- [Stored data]
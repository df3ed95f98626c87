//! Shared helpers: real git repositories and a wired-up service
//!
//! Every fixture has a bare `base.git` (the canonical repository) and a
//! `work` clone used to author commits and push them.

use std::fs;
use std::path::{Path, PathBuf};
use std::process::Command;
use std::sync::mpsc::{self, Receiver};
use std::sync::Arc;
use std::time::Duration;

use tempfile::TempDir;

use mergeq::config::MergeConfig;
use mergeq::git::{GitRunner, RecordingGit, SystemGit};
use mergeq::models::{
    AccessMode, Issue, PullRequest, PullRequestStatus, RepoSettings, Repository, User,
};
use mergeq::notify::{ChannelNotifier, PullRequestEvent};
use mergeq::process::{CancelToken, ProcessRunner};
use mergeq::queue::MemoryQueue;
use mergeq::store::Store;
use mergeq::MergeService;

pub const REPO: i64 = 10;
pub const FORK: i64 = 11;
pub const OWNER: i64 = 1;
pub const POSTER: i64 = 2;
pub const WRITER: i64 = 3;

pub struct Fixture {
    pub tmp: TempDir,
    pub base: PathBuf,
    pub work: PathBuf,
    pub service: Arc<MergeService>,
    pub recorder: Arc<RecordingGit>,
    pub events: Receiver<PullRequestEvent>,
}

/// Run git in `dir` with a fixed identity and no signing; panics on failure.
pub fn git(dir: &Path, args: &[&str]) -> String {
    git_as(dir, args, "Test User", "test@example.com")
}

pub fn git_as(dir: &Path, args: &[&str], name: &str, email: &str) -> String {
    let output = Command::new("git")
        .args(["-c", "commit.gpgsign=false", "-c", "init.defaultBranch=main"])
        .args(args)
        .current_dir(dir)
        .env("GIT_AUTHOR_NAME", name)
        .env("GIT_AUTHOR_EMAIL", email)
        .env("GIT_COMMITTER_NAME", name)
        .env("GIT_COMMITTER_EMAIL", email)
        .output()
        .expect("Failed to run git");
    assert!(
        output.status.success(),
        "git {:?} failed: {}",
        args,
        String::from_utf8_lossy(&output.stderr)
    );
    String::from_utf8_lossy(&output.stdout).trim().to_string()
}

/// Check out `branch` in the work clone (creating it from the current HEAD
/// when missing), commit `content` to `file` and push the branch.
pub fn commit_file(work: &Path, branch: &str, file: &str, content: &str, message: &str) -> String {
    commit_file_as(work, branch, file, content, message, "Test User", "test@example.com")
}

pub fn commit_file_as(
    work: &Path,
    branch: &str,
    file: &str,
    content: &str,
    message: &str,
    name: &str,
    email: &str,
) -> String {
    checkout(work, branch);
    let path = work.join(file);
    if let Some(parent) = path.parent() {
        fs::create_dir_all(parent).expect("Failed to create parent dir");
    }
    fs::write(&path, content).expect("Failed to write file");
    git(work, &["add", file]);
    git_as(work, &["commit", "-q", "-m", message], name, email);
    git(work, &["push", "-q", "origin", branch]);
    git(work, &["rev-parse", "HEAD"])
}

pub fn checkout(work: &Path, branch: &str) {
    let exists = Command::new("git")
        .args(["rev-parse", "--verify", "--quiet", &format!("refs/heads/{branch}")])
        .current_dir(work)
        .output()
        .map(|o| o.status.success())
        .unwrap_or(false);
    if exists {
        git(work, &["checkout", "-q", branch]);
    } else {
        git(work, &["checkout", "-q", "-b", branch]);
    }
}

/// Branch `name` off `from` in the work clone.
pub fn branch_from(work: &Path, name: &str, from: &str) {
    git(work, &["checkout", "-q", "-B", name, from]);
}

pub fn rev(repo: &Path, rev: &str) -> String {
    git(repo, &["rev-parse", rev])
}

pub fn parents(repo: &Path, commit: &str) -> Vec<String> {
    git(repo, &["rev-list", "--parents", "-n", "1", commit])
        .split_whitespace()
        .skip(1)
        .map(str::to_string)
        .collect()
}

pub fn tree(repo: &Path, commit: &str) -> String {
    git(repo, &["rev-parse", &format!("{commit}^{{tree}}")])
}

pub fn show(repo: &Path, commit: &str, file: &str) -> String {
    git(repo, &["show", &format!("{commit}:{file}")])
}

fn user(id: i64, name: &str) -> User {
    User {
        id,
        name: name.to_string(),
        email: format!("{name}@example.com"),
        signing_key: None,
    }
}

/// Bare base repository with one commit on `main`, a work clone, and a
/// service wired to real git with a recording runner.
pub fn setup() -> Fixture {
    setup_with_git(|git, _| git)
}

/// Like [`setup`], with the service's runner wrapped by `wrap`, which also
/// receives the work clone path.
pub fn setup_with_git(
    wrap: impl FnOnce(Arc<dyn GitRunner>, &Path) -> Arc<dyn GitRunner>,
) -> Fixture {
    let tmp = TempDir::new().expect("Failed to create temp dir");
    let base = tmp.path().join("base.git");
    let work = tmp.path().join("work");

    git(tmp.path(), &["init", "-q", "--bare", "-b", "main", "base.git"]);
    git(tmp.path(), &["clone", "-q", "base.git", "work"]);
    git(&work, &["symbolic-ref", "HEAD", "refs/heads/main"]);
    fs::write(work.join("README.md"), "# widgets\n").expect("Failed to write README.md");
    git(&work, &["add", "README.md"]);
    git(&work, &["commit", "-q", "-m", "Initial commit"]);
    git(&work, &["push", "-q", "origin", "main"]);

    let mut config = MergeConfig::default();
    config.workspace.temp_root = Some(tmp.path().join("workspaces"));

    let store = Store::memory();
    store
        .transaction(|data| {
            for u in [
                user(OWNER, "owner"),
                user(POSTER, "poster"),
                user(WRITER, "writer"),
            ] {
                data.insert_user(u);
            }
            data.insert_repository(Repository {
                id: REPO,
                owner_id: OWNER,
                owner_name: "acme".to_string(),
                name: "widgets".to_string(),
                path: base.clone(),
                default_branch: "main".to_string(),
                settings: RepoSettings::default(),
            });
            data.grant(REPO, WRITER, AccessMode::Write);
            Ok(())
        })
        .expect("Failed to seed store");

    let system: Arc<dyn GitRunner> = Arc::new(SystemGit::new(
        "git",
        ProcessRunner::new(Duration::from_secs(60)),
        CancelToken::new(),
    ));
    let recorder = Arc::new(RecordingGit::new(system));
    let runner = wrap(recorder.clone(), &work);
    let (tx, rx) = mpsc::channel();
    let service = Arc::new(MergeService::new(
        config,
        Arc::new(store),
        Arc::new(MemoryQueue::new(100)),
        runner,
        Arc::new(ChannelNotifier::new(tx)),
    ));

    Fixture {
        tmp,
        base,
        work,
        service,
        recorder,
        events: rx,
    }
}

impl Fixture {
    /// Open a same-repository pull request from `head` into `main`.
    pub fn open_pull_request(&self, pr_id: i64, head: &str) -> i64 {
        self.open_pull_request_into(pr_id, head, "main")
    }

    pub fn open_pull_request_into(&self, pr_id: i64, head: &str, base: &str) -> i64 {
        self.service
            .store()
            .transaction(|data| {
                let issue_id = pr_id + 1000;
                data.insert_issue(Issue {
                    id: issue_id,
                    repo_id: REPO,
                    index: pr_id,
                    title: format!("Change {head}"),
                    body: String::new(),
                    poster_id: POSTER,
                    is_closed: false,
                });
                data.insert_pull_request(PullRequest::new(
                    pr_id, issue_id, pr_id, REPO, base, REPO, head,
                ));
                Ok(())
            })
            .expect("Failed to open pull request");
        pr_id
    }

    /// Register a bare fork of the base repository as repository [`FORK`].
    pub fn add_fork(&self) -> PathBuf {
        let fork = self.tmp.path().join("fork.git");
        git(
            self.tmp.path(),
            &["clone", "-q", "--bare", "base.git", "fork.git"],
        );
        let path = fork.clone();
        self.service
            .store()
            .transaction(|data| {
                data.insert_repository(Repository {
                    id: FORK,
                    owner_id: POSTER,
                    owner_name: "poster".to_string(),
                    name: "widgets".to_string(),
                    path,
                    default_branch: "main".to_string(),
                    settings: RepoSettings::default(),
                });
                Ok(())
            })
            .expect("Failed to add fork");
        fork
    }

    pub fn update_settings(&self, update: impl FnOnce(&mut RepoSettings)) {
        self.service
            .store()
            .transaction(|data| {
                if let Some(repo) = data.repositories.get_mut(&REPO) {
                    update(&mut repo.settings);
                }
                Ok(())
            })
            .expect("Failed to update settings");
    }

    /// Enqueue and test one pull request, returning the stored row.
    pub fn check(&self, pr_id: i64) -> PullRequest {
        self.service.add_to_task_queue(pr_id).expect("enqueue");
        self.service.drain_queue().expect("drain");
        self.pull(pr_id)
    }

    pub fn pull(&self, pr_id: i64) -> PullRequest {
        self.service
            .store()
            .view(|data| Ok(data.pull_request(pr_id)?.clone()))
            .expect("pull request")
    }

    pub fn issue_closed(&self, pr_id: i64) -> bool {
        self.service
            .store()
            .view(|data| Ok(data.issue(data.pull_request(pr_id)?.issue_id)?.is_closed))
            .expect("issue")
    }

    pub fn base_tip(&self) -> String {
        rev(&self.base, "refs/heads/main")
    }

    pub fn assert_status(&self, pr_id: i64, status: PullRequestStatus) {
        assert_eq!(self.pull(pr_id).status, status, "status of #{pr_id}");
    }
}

- [Work order] Of the records above, copy each line that includes "email".

- [Your solution]
pub fn git_as(dir: &Path, args: &[&str], name: &str, email: &str) -> String {
        .env("GIT_AUTHOR_EMAIL", email)
        .env("GIT_COMMITTER_EMAIL", email)
    email: &str,
    git_as(work, &["commit", "-q", "-m", message], name, email);
        email: format!("{name}@example.com"),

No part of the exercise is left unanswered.